Per chi rifiuta l’IA, prevale l’ansia anticipatoria. La percezione dell’intelligenza artificiale come minaccia oscura e imprevedibile porta a evitarne l’uso, anche a costo di limitare le proprie opportunità. Chi, invece, delega all’IA ogni decisione sviluppa una dipendenza ansiosa: la paura di non poter agire senza il suo supporto, con il rischio concreto di sentirsi sostituiti o superati.

Oltre la tecnologia: la sfida è culturale
Le preoccupazioni emerse non si limitano alla sfera individuale. Molti partecipanti hanno espresso timori sulla privacy, sulla diffusione della disinformazione e sulla possibilità che l’IA evolva in direzioni impreviste, sfuggendo al controllo umano.

Per mitigare queste paure, i ricercatori suggeriscono due direttrici. La prima è educativa: comprendere come funziona l’IA, i suoi limiti tecnici e gli ambiti in cui eccelle, riduce l’alone di mistero che alimenta ansie irrazionali. La seconda è politica: servono regole etiche chiare per guidare lo sviluppo della tecnologia, evitando scenari privi di supervisione.

Il punto di equilibrio: né demonizzazione, né fede cieca
La lezione chiave dello studio è che l’IA non è né un mostro né una soluzione miracolosa. Utilizzarla con consapevolezza — sfruttandone i vantaggi senza cedere all’illusione dell’infallibilità — permette di trasformarla in un alleato.

Un esempio?
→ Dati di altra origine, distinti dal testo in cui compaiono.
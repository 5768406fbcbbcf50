//! Document validation
//!
//! A [`Validator`] runs the complete pipeline over one document:
//!
//! - **Version detection**: select the 3.0 or 3.1 bundle, or use the
//!   configured override
//! - **Structural pass**: keyword validation of the whole document against
//!   the version's meta-schema
//! - **Semantic walk**: every OpenAPI object is visited, references are
//!   followed and the version's rules run at each site
//!
//! Every violation lands in one [`ErrorAggregate`]; an invalid document
//! yields a single [`AggregateValidationError`] listing all of them.
//!
//! Copyright (c) 2025 Specguard Team
//! Licensed under the Apache-2.0 license

pub mod error;
mod walker;

pub use error::{AggregateValidationError, ErrorAggregate, ErrorKind, ValidateError, ValidationError};

use crate::document::{inline_origin, nesting_depth, Document, Resolved, MAX_NESTING_DEPTH};
use crate::loader::{file_origin, DocumentParser, DocumentProvider, FileProvider};
use crate::resolver::{ResolutionContext, DEFAULT_MAX_DEPTH};
use crate::rules::SchemaDefault;
use crate::versioning::{detect, OpenApiVersion, VersionDetectionError, VersionSpec};
use serde::{Deserialize, Serialize};
use serde_json::Value;
use std::fmt;
use std::path::Path;
use std::sync::Arc;
use tracing::{debug, info, info_span};
use url::Url;
use walker::Walker;

/// Validation settings
#[derive(Debug, Clone, PartialEq, Eq, Serialize, Deserialize)]
#[serde(default)]
pub struct ValidatorConfig {
    /// Validate as this version instead of reading the `openapi` field
    pub version: Option<OpenApiVersion>,
    /// Longest reference chain followed before giving up
    pub max_resolution_depth: usize,
    /// Check schema `default` values against their schema
    pub check_defaults: bool,
    /// Ids of semantic rules that are not run
    pub disabled_rules: Vec<String>,
}

impl Default for ValidatorConfig {
    fn default() -> Self {
        Self {
            version: None,
            max_resolution_depth: DEFAULT_MAX_DEPTH,
            check_defaults: true,
            disabled_rules: Vec::new(),
        }
    }
}

impl ValidatorConfig {
    pub fn with_version(mut self, version: OpenApiVersion) -> Self {
        self.version = Some(version);
        self
    }

    pub fn with_max_resolution_depth(mut self, depth: usize) -> Self {
        self.max_resolution_depth = depth;
        self
    }

    pub fn without_default_checks(mut self) -> Self {
        self.check_defaults = false;
        self
    }

    pub fn without_rule(mut self, id: impl Into<String>) -> Self {
        self.disabled_rules.push(id.into());
        self
    }

    /// Whether the semantic rule `id` runs under this configuration
    pub fn rule_enabled(&self, id: &str) -> bool {
        if id == SchemaDefault::ID && !self.check_defaults {
            return false;
        }
        !self.disabled_rules.iter().any(|disabled| disabled == id)
    }
}

/// Outcome of validating a document whose version could be determined
#[derive(Debug, Clone, PartialEq, Serialize, Deserialize)]
pub struct Report {
    /// Version the document was validated as; absent when the root was not
    /// a mapping
    pub version: Option<OpenApiVersion>,
    pub errors: Vec<ValidationError>,
}

impl Report {
    pub fn is_valid(&self) -> bool {
        self.errors.is_empty()
    }

    pub fn into_result(self) -> Result<(), AggregateValidationError> {
        if self.errors.is_empty() {
            Ok(())
        } else {
            Err(AggregateValidationError { errors: self.errors })
        }
    }
}

/// OpenAPI document validator
///
/// # Examples
///
/// ```rust
/// use serde_json::json;
/// use specguard_core::Validator;
///
/// let document = json!({
///     "openapi": "3.1.0",
///     "info": {"title": "Pets", "version": "1.0.0"},
///     "paths": {}
/// });
///
/// assert!(Validator::new().validate(&document, None).is_ok());
/// ```
pub struct Validator {
    config: ValidatorConfig,
    provider: Box<dyn DocumentProvider>,
}

impl fmt::Debug for Validator {
    fn fmt(&self, f: &mut fmt::Formatter<'_>) -> fmt::Result {
        f.debug_struct("Validator").field("config", &self.config).finish_non_exhaustive()
    }
}

impl Default for Validator {
    fn default() -> Self {
        Self::new()
    }
}

impl Validator {
    /// Validator with default settings, reading referenced documents from disk
    pub fn new() -> Self {
        Self::with_config(ValidatorConfig::default())
    }

    pub fn with_config(config: ValidatorConfig) -> Self {
        Self {
            config,
            provider: Box::new(FileProvider::new()),
        }
    }

    /// Fetch referenced documents through `provider`
    pub fn with_provider(mut self, provider: impl DocumentProvider + 'static) -> Self {
        self.provider = Box::new(provider);
        self
    }

    pub fn config(&self) -> &ValidatorConfig {
        &self.config
    }

    /// Validate a parsed document; `origin` is the base for relative references
    pub fn validate(&self, document: &Value, origin: Option<&Url>) -> Result<(), ValidateError> {
        Ok(self.report(document, origin)?.into_result()?)
    }

    /// Fetch a document through the provider and validate it
    pub fn validate_url(&self, origin: &Url) -> Result<(), ValidateError> {
        Ok(self.report_url(origin)?.into_result()?)
    }

    /// Fetch a document through the provider and return the full report
    pub fn report_url(&self, origin: &Url) -> Result<Report, ValidateError> {
        let root = self.provider.fetch(origin)?;
        let document = Arc::new(Document::new(origin.clone(), root));
        Ok(self.run(document)?)
    }

    /// Parse a local YAML or JSON file and validate it
    pub fn validate_file(&self, path: &Path) -> Result<(), ValidateError> {
        let origin = file_origin(path)?;
        let root = DocumentParser::new().parse_file(path)?;
        Ok(self.run(Arc::new(Document::new(origin, root)))?.into_result()?)
    }

    /// Every error found in `document`; a version detection failure becomes
    /// a single fatal error
    pub fn collect_errors(&self, document: &Value, origin: Option<&Url>) -> Vec<ValidationError> {
        match self.report(document, origin) {
            Ok(report) => report.errors,
            Err(error) => vec![ValidationError::fatal(error.to_string())],
        }
    }

    /// Validate and return the full report instead of a result
    pub fn report(&self, document: &Value, origin: Option<&Url>) -> Result<Report, VersionDetectionError> {
        let origin = origin.cloned().unwrap_or_else(inline_origin);
        self.run(Arc::new(Document::new(origin, document.clone())))
    }

    fn run(&self, document: Arc<Document>) -> Result<Report, VersionDetectionError> {
        let span = info_span!("validate", origin = %document.origin());
        let _guard = span.enter();

        let root = document.root();
        let invalid_root = !root.is_object() && (self.config.version.is_some() || !root.is_null());
        if invalid_root {
            let error = ValidationError::fatal(format!(
                "Document root must be a mapping, found {}",
                crate::keywords::describe(root)
            ));
            info!(errors = 1, "document root is not a mapping");
            return Ok(Report {
                version: self.config.version,
                errors: vec![error],
            });
        }

        let spec: &'static VersionSpec = match self.config.version {
            Some(version) => version.spec(),
            None => detect(root)?,
        };
        debug!(spec = spec.name, dialect = %spec.dialect, "validating");

        let depth = nesting_depth(root);
        if depth > MAX_NESTING_DEPTH {
            info!(depth, "document nests too deeply");
            return Ok(Report {
                version: Some(spec.version),
                errors: vec![ValidationError::fatal(format!(
                    "Document nests {} levels deep; at most {} are supported",
                    depth, MAX_NESTING_DEPTH
                ))],
            });
        }

        let mut resolution =
            ResolutionContext::new(self.provider.as_ref()).with_max_depth(self.config.max_resolution_depth);
        resolution.register(Arc::clone(&document));
        resolution.register(spec.meta_schema());

        let root = Resolved::root(Arc::clone(&document));
        let mut walker = Walker::new(spec, &self.config, resolution, document.origin().clone());
        walker.structural(&root);
        walker.walk(&root);
        let errors = walker.finish().into_errors();

        info!(version = %spec.version, errors = errors.len(), "validation finished");
        Ok(Report {
            version: Some(spec.version),
            errors,
        })
    }
}

/// Validate `document` with default settings
pub fn validate(document: &Value, origin: Option<&Url>) -> Result<(), ValidateError> {
    Validator::new().validate(document, origin)
}

#[cfg(test)]
mod tests {
    use super::*;
    use serde_json::json;

    #[test]
    fn test_config_builders() {
        let config = ValidatorConfig::default()
            .with_version(OpenApiVersion::V30)
            .with_max_resolution_depth(8)
            .without_default_checks()
            .without_rule("duplicate-paths");

        assert_eq!(config.version, Some(OpenApiVersion::V30));
        assert_eq!(config.max_resolution_depth, 8);
        assert!(!config.rule_enabled("schema-default"));
        assert!(!config.rule_enabled("duplicate-paths"));
        assert!(config.rule_enabled("path-parameters"));
    }

    #[test]
    fn test_config_deserializes_with_defaults() {
        let config: ValidatorConfig = serde_json::from_value(json!({"version": "3.1"})).unwrap();
        assert_eq!(config.version, Some(OpenApiVersion::V31));
        assert_eq!(config.max_resolution_depth, DEFAULT_MAX_DEPTH);
        assert!(config.check_defaults);
    }

    #[test]
    fn test_non_mapping_root_is_fatal() {
        let errors = Validator::new().collect_errors(&json!(["openapi"]), None);
        assert_eq!(errors.len(), 1);
        assert_eq!(errors[0].kind, ErrorKind::Fatal);
        assert!(errors[0].path.is_empty());
    }

    #[test]
    fn test_null_root_fails_detection() {
        let error = Validator::new().validate(&Value::Null, None).unwrap_err();
        assert!(matches!(error, ValidateError::Version(VersionDetectionError::Missing)));
    }

    #[test]
    fn test_null_root_with_version_override_is_fatal() {
        let validator = Validator::with_config(ValidatorConfig::default().with_version(OpenApiVersion::V31));
        let errors = validator.collect_errors(&Value::Null, None);
        assert_eq!(errors[0].kind, ErrorKind::Fatal);
    }

    #[test]
    fn test_deeply_nested_document_is_fatal() {
        let mut schema = json!({"type": "string"});
        for _ in 0..1000 {
            schema = json!({"type": "array", "items": schema});
        }
        let document = json!({
            "openapi": "3.1.0",
            "info": {"title": "t", "version": "1"},
            "components": {"schemas": {"Deep": schema}}
        });

        let report = Validator::new().report(&document, None).unwrap();
        assert_eq!(report.version, Some(OpenApiVersion::V31));
        assert_eq!(report.errors.len(), 1);
        assert_eq!(report.errors[0].kind, ErrorKind::Fatal);
        assert_eq!(
            report.errors[0].message,
            "Document nests 1004 levels deep; at most 256 are supported"
        );
    }

    #[test]
    fn test_report_carries_version() {
        let document = json!({"openapi": "3.0.3", "info": {"title": "t", "version": "1"}, "paths": {}});
        let report = Validator::new().report(&document, None).unwrap();
        assert_eq!(report.version, Some(OpenApiVersion::V30));
        assert!(report.is_valid());
    }
}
Chi impiega strumenti di IA per automatizzare compiti ripetitivi, ma mantiene il controllo sulle decisioni critiche, non solo riduce il carico di lavoro, ma preserva il proprio senso di autonomia. È un approccio che richiede formazione, ma anche la volontà di ridefinire i confini tra uomo e macchina.

Verso un futuro (non troppo) ansioso
Il rapporto tra IA e benessere psicologico dipenderà da come affronteremo due sfide parallele: da un lato, sviluppare competenze digitali per interagire con la tecnologia senza subirla; dall’altro, costruire un quadro etico che ne indirizzi l’evoluzione. Perché se è vero che l’ansia è una risposta naturale all’ignoto, la conoscenza, unita a regole condivise, resta l’antidoto più potente.